### EXERCISE GOAL
Every line of the data below should be retyped exactly.

· · · · ·

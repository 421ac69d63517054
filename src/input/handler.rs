use crossterm::event::{KeyCode, KeyEvent, KeyModifiers};

use crate::game::{Action, Direction};

#[derive(Debug, Clone, PartialEq, Eq)]
pub enum KeyAction {
    GameAction(Action),
    Restart,
    Quit,
    None,
}

/// Maps raw key presses to game requests.
///
/// Raw mode keeps the terminal from echoing or scrolling on the navigation
/// keys consumed here.
pub struct InputHandler;

impl InputHandler {
    pub fn new() -> Self {
        Self
    }

    pub fn handle_key_event(&self, key: KeyEvent) -> KeyAction {
        // Handle Ctrl+C
        if key.modifiers.contains(KeyModifiers::CONTROL) && key.code == KeyCode::Char('c') {
            return KeyAction::Quit;
        }

        match key.code {
            // Movement - Arrow keys
            KeyCode::Up => steer(Direction::Up),
            KeyCode::Down => steer(Direction::Down),
            KeyCode::Left => steer(Direction::Left),
            KeyCode::Right => steer(Direction::Right),

            // Movement - WASD
            KeyCode::Char('w') | KeyCode::Char('W') => steer(Direction::Up),
            KeyCode::Char('s') | KeyCode::Char('S') => steer(Direction::Down),
            KeyCode::Char('a') | KeyCode::Char('A') => steer(Direction::Left),
            KeyCode::Char('d') | KeyCode::Char('D') => steer(Direction::Right),

            // Controls
            KeyCode::Char(' ') | KeyCode::Char('p') | KeyCode::Char('P') => {
                KeyAction::GameAction(Action::TogglePause)
            }
            KeyCode::Char('r') | KeyCode::Char('R') => KeyAction::Restart,
            KeyCode::Char('q') | KeyCode::Char('Q') | KeyCode::Esc => KeyAction::Quit,

            _ => KeyAction::None,
        }
    }
}

impl Default for InputHandler {
    fn default() -> Self {
        Self::new()
    }
}

fn steer(direction: Direction) -> KeyAction {
    KeyAction::GameAction(Action::Steer(direction))
}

· · · · ·

### ANSWER TO THE PROBLEM
repository 421ac69d63517054
filename src/input/handler.rs
use crossterm::event::{KeyCode, KeyEvent, KeyModifiers};

use crate::game::{Action, Direction};

#[derive(Debug, Clone, PartialEq, Eq)]
pub enum KeyAction {
    GameAction(Action),
    Restart,
    Quit,
    None,
}

/// Maps raw key presses to game requests.
///
/// Raw mode keeps the terminal from echoing or scrolling on the navigation
/// keys consumed here.
pub struct InputHandler;

impl InputHandler {
    pub fn new() -> Self {
        Self
    }

    pub fn handle_key_event(&self, key: KeyEvent) -> KeyAction {
        // Handle Ctrl+C
        if key.modifiers.contains(KeyModifiers::CONTROL) && key.code == KeyCode::Char('c') {
            return KeyAction::Quit;
        }

        match key.code {
            // Movement - Arrow keys
            KeyCode::Up => steer(Direction::Up),
            KeyCode::Down => steer(Direction::Down),
            KeyCode::Left => steer(Direction::Left),
            KeyCode::Right => steer(Direction::Right),

            // Movement - WASD
            KeyCode::Char('w') | KeyCode::Char('W') => steer(Direction::Up),
            KeyCode::Char('s') | KeyCode::Char('S') => steer(Direction::Down),
            KeyCode::Char('a') | KeyCode::Char('A') => steer(Direction::Left),
            KeyCode::Char('d') | KeyCode::Char('D') => steer(Direction::Right),

            // Controls
            KeyCode::Char(' ') | KeyCode::Char('p') | KeyCode::Char('P') => {
                KeyAction::GameAction(Action::TogglePause)
            }
            KeyCode::Char('r') | KeyCode::Char('R') => KeyAction::Restart,
            KeyCode::Char('q') | KeyCode::Char('Q') | KeyCode::Esc => KeyAction::Quit,

            _ => KeyAction::None,
        }
    }
}

impl Default for InputHandler {
    fn default() -> Self {
        Self::new()
    }
}

fn steer(direction: Direction) -> KeyAction {
    KeyAction::GameAction(Action::Steer(direction))
}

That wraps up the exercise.